*Requirement:* Copy every line of the data in which the word "DecoderError" occurs.

··· Entries provided

//! Exhaustive and randomized parameter search

use crate::error::{DecoderError, Result};
use crate::evaluation::cross_validation::{CVResults, CrossValidator};
use crate::pipeline::catalog::GridAxis;
use crate::pipeline::params::{format_params, ParamValue, Params};
use crate::pipeline::{set_params, Classifier};
use crate::selection::staircase;
use ndarray::{Array1, Array3, Axis};
use rand::{Rng, SeedableRng};
use rand_chacha::ChaCha8Rng;
use rayon::prelude::*;
use serde::{Deserialize, Serialize};
use std::collections::BTreeMap;
use std::time::Instant;
use tracing::debug;

/// Outcome of one candidate
#[derive(Debug, Clone, Serialize, Deserialize)]
pub struct SearchTrial {
    pub trial_id: usize,
    pub params: Params,
    /// Fold scores, `None` when the candidate failed
    pub cv: Option<CVResults>,
    pub error: Option<String>,
    pub duration_secs: f64,
}

impl SearchTrial {
    pub fn mean_score(&self) -> Option<f64> {
        self.cv.as_ref().map(|cv| cv.mean_score)
    }
}

/// All trials of a search
#[derive(Debug, Clone, Serialize, Deserialize)]
pub struct SearchResult {
    pub trials: Vec<SearchTrial>,
    /// Highest mean score, earliest trial on ties
    pub best_trial_idx: usize,
}

impl SearchResult {
    pub fn best_trial(&self) -> &SearchTrial {
        &self.trials[self.best_trial_idx]
    }

    pub fn best_params(&self) -> &Params {
        &self.best_trial().params
    }

    pub fn best_score(&self) -> f64 {
        self.best_trial().mean_score().unwrap_or(0.0)
    }
}

/// Cartesian product of the grid axes. Keys vary in name order, the last
/// name fastest. `Staircase` axes expand to the candidates for `n_channels`.
pub fn grid_candidates(grid: &BTreeMap<String, GridAxis>, n_channels: usize) -> Vec<Params> {
    let mut candidates = vec![Params::new()];
    for (name, axis) in grid {
        let values: Vec<ParamValue> = match axis {
            GridAxis::Values(values) => values.clone(),
            GridAxis::Staircase => staircase(n_channels).into_iter().map(ParamValue::from).collect(),
        };
        candidates = candidates
            .into_iter()
            .flat_map(|base| {
                values.iter().map(move |v| {
                    let mut params = base.clone();
                    params.insert(name.clone(), v.clone());
                    params
                })
            })
            .collect();
    }
    candidates
}

/// `n_iter` draws where every named parameter is uniform over
/// `[1, max(1, n_channels / 2)]`.
pub fn random_candidates(names: &[String], n_iter: usize, n_channels: usize, seed: u64) -> Vec<Params> {
    let high = (n_channels / 2).max(1) as i64;
    let mut rng = ChaCha8Rng::seed_from_u64(seed);
    (0..n_iter)
        .map(|_| {
            names
                .iter()
                .map(|name| (name.clone(), ParamValue::Int(rng.gen_range(1..=high))))
                .collect()
        })
        .collect()
}

/// Cross-validated evaluation of a fixed candidate list
#[derive(Debug, Clone)]
pub struct ParameterSearch {
    candidates: Vec<Params>,
    validator: CrossValidator,
}

impl ParameterSearch {
    pub fn new(candidates: Vec<Params>, validator: CrossValidator) -> Self {
        Self { candidates, validator }
    }

    /// Exhaustive search over `grid`.
    pub fn grid(grid: &BTreeMap<String, GridAxis>, n_channels: usize, validator: CrossValidator) -> Self {
        Self::new(grid_candidates(grid, n_channels), validator)
    }

    /// Randomized search over `names`.
    pub fn randomized(
        names: &[String],
        n_iter: usize,
        n_channels: usize,
        seed: u64,
        validator: CrossValidator,
    ) -> Self {
        Self::new(random_candidates(names, n_iter, n_channels, seed), validator)
    }

    pub fn candidates(&self) -> &[Params] {
        &self.candidates
    }

    /// Score every candidate in parallel. Failing candidates are kept in the
    /// result without a score; the search fails only when none succeeds.
    pub fn run(
        &self,
        estimator: &dyn Classifier,
        x: &Array3<f64>,
        y: &Array1<usize>,
        groups: Option<&Array1<usize>>,
    ) -> Result<SearchResult> {
        if self.candidates.is_empty() {
            return Err(DecoderError::OptimizationError("empty search space".to_string()));
        }
        let splits = self.validator.split(y.len(), groups)?;
        let folds: Vec<_> = splits
            .iter()
            .map(|s| {
                (
                    x.select(Axis(0), &s.train_indices),
                    y.select(Axis(0), &s.train_indices),
                    x.select(Axis(0), &s.test_indices),
                    y.select(Axis(0), &s.test_indices),
                )
            })
            .collect();

        let trials: Vec<SearchTrial> = self
            .candidates
            .par_iter()
            .enumerate()
            .map(|(trial_id, params)| {
                let start = Instant::now();
                let outcome = (|| -> Result<Vec<f64>> {
                    let mut scores = Vec::with_capacity(folds.len());
                    for (x_train, y_train, x_test, y_test) in &folds {
                        let mut candidate = estimator.clone_box();
                        set_params(candidate.as_mut(), params)?;
                        candidate.fit(x_train, y_train)?;
                        scores.push(candidate.score(x_test, y_test)?);
                    }
                    Ok(scores)
                })();
                let (cv, error) = match outcome {
                    Ok(scores) => (Some(CVResults::from_scores(scores)), None),
                    Err(e) => {
                        debug!(params = %format_params(params), error = %e, "Candidate failed");
                        (None, Some(e.to_string()))
                    }
                };
                SearchTrial {
                    trial_id,
                    params: params.clone(),
                    cv,
                    error,
                    duration_secs: start.elapsed().as_secs_f64(),
                }
            })
            .collect();

        let mut best: Option<(usize, f64)> = None;
        for trial in &trials {
            if let Some(score) = trial.mean_score() {
                if best.map_or(true, |(_, b)| score > b) {
                    best = Some((trial.trial_id, score));
                }
            }
        }
        let (best_trial_idx, _) = best.ok_or_else(|| {
            let reason = trials
                .iter()
                .find_map(|t| t.error.clone())
                .unwrap_or_default();
            DecoderError::OptimizationError(format!("every candidate failed: {}", reason))
        })?;

        Ok(SearchResult {
            trials,
            best_trial_idx,
        })
    }

    /// Unfitted copy of `estimator` carrying the best parameters, refitted on
    /// all of `x`.
    pub fn refit_best(
        estimator: &dyn Classifier,
        result: &SearchResult,
        x: &Array3<f64>,
        y: &Array1<usize>,
    ) -> Result<Box<dyn Classifier>> {
        let mut best = estimator.clone_box();
        set_params(best.as_mut(), result.best_params())?;
        best.fit(x, y)?;
        Ok(best)
    }
}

······

*Solution below:*
use crate::error::{DecoderError, Result};
            return Err(DecoderError::OptimizationError("empty search space".to_string()));
            DecoderError::OptimizationError(format!("every candidate failed: {}", reason))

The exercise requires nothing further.